Amourité
ça commence comme un conte de fées queer :
elles portaient le même prénom,
bossaient dans l’éducation,
habitaient la même ville du 93.
Quand je l’ai connue, j’ai pensé
« des comme elles, on n’en fait plus »
authentique, généreuse, pertinente, entière…
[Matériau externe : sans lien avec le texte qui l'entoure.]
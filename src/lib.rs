// src/lib.rs

pub mod config;
pub mod error;
pub mod handlers;
pub mod models;
pub mod routes;
pub mod services;
pub mod state;
pub mod store;
pub mod utils;

pub use routes::create_router;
Elles avaient des parents communistes,
l’une plus que l’autre, non pratiquante,
l’une était de toutes les manifs, en famille,
ne ratait aucune fête de l’Huma,
l’autre voyait très peu sa famille
mais croyait s’en choisir une.
Très sportives, l’une ne pratiquait plus,
l’autre réussit à l’entraîner.
Elle avait peur, voulait rester au sac de frappe,
l’autre n’avait peur de rien
l’une avait plein d’amis, l’autre peu,
l’une avait perdu son père,
l’autre n’en avait jamais eu ou si peu.
Férues de rap et de littérature,
elles ont partagé la scène et la création
au sein du collectif S’lame de fond.
Fumer au coin du feu,
se raconter nos vies,
en réel ou au tèl,
manger des trucs gras,
boire plus que de raison,
noyer le chagrin de nos ruptures,
se dire qu’elles ne nous méritaient pas,
des fous rires à n’en plus finir
dormir à la belle, guetter les étoiles filantes
écouter du son,
bouger la tête et les lèvres à l’unisson
marcher, courir, nager, rouler, boxer, s’évader
ouvrir des brèches, trouver les failles,
jouer dans les vagues et cramer au soleil,
à nos vacances au bord de l’amer
Vider l’appartement de ma mère défunte,
la mine défaite mais debout,
grâce à ta présence indéfectible,
ton intelligence émotionnelle
se croire invincibles
par la force de notre amitié,
tenir bon face au vent du dénigrement qui se déchaîne,
perdre une partie de moi avec toi :
l’insouciance, l’art de la joie
Tu brilles au firmament des absent.e.s
Une chose est sûre : des comme elle on en fait plus.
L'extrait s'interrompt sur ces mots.